El timbero no supo distinguir a quién se dirigía. Entre sus escasas virtudes y suficientes defectos físicos, la pobre mina adolecía de un sutil estrabismo.
Pero entonces la vio, aquella debía ser la destinataria de la advertencia. Una figura vaporosa que surgió desde el baño de damas. “Cómo me dura este peludo. ¿Qué mierda hace Campanita en “El Pálpito?”, pensó.

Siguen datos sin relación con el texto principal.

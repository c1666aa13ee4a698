use crate::cli::args::{ConfigArgs, ConfigCommand};
use crate::config::{Config, CONFIG_KEYS};
use crate::error::Result;

/// Execute config command
pub fn execute(args: ConfigArgs) -> Result<()> {
    match args.command {
        ConfigCommand::Set { key, value } => {
            let mut config = Config::load()?;
            config.set(&key, &value)?;
            config.save()?;
            println!("✅ Configuration updated: {} = {}", key, value);
            Ok(())
        }
        ConfigCommand::Get { key } => {
            let config = Config::load()?;
            match config.get(&key) {
                Some(value) => println!("{}: {}", key, value),
                None => println!("Configuration key '{}' is not set", key),
            }
            Ok(())
        }
        ConfigCommand::Unset { key } => {
            let mut config = Config::load()?;
            config.unset(&key)?;
            config.save()?;
            println!("✅ Configuration removed: {}", key);
            Ok(())
        }
        ConfigCommand::List => {
            let config = Config::load()?;
            for key in CONFIG_KEYS {
                let value = config.get(key).unwrap_or_else(|| "(default)".to_string());
                println!("{} = {}", key, value);
            }
            Ok(())
        }
        ConfigCommand::Path => {
            let path = Config::config_file_path()?;
            println!("Configuration file: {}", path.display());
            Ok(())
        }
        ConfigCommand::Init => {
            Config::initialize()?;
            println!("✅ Configuration initialized at {}", Config::config_file_path()?.display());
            println!();
            println!("To change the default delay between requests, run:");
            println!("  taxlaw config set download.sleep_seconds 1.0");
            Ok(())
        }
    }
}
use async_trait::async_trait;
use log::debug;
use std::time::Duration;
use tokio::time::sleep;

/// Pacing between consecutive detail requests
#[async_trait]
pub trait Throttle: Send + Sync {
    /// Wait before the next law is fetched
    async fn pause(&self);
}

#[async_trait]
impl<T: Throttle + ?Sized> Throttle for &T {
    async fn pause(&self) {
        (**self).pause().await
    }
}

/// Fixed wall-clock delay
#[derive(Debug, Clone, Copy, PartialEq, Eq)]
pub struct FixedDelay {
    delay: Duration,
}

impl FixedDelay {
    pub fn new(delay: Duration) -> Self {
        Self { delay }
    }
}

#[async_trait]
impl Throttle for FixedDelay {
    async fn pause(&self) {
        if self.delay.is_zero() {
            return;
        }
        debug!("Sleeping {:?} before next request", self.delay);
        sleep(self.delay).await;
    }
}
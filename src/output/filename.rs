use once_cell::sync::Lazy;
use regex::Regex;

use crate::api::LawSummary;

/// Longest component kept in a filename, in bytes
pub const MAX_COMPONENT_BYTES: usize = 120;

const FALLBACK_COMPONENT: &str = "unknown";

static WHITESPACE: Lazy<Regex> = Lazy::new(|| Regex::new(r"\s+").expect("valid regex"));
static UNSAFE_CHARS: Lazy<Regex> =
    Lazy::new(|| Regex::new(r#"[/\\:*?"<>|\x00-\x1f\x7f]+"#).expect("valid regex"));
static REPEATED_UNDERSCORES: Lazy<Regex> = Lazy::new(|| Regex::new(r"_{2,}").expect("valid regex"));

/// Turn arbitrary text into something safe to use inside a single path
/// component. Returns `None` when nothing usable is left.
pub fn sanitize_component(value: &str) -> Option<String> {
    let value = WHITESPACE.replace_all(value.trim(), "_");
    let value = UNSAFE_CHARS.replace_all(&value, "_");
    let value = REPEATED_UNDERSCORES.replace_all(&value, "_");
    let value = truncate_at_char_boundary(&value, MAX_COMPONENT_BYTES);
    let value = value.trim_matches(|c| c == '_' || c == '.');

    if value.is_empty() {
        None
    } else {
        Some(value.to_string())
    }
}

fn truncate_at_char_boundary(value: &str, max_bytes: usize) -> &str {
    if value.len() <= max_bytes {
        return value;
    }
    let mut end = max_bytes;
    while !value.is_char_boundary(end) {
        end -= 1;
    }
    &value[..end]
}

/// Build `{law_num}_{law_name}.json`. Missing or unusable components fall
/// back to the law ID, then to `unknown`, so the result is never empty.
pub fn law_filename(law_id: &str, law_num: Option<&str>, law_name: Option<&str>) -> String {
    let id = sanitize_component(law_id).unwrap_or_else(|| FALLBACK_COMPONENT.to_string());
    let num = law_num.and_then(sanitize_component).unwrap_or_else(|| id.clone());
    let name = law_name.and_then(sanitize_component).unwrap_or_else(|| id.clone());
    format!("{}_{}.json", num, name)
}

/// Output filename for a listed law
pub fn summary_filename(summary: &LawSummary) -> String {
    law_filename(
        &summary.law_id,
        summary.law_num.as_deref(),
        summary.law_name.as_deref(),
    )
}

De repente, el hada sacó un revólver de una carterita ridícula, toda bordada de lentejuelas verdes. Algunos parroquianos atinaron a tirarse al piso. Los disparos sonaron uno tras otro. Por supuesto que los contó, fueron cuatro y enseguida pensó que iba a tener que jugarle.
Sintió una tibieza en el abdomen. No era un trago de wisky, ni una taza de café accidentalmente derramada.
Cayó al piso. Tal vez fue el frío despiadado de las baldosas el que le hizo recordar la madrugada, organizándole las ideas fugitivas hasta ese instante.
Bajo las vagas luces del alumbrado público recordó haber visto al diariero vestido de Súperman, a su mujer ataviada como odalisca, y a Campanita revoloteando en retirada. Se acordó también de haber pensado desilusionado que había olvidado el baile en el Salón del Social y Deportivo. Y que seguramente se había perdido un buen par de historias. Supuso la existencia de un triángulo pasional entre los disfrazados. Y confirmó que sus borracheras estaban cayendo muy bajo en alucinaciones comparadas con algunas realidades.
Mientras el calor de la sangre se extendía por su torso, supo que por fin le había acertado a una fija esquiva y difícil. Entre patas desparejas y desvencijadas vio el pelo teñido de la rubia desparramado sin estilo sobre el piso.
“Puta madre, no era a mí, la ligué de rebote”, pensó.
Con la vista cansada constató en un almanaque que colgaba torcido en la pared: marzo y abril del setenta y dos. ¿Realmente era ésa la fecha? Sobre el par de meses amarillentos se desplegaba un sol moribundo bañando una playa rojiza, en una foto desenfocada.
Sintió que se moría, se moría de amor, por el amor de otros. Se moría por los odios, los celos, los rencores, las traiciones y los disparos de otros.
Miró de nuevo el calendario. Entonces pensó que los atardeceres no eran tan románticos, que el almanaque era el del día de su muerte, que esa mañana había ido al bar “El Pálpito” de punto y salió banca nomás.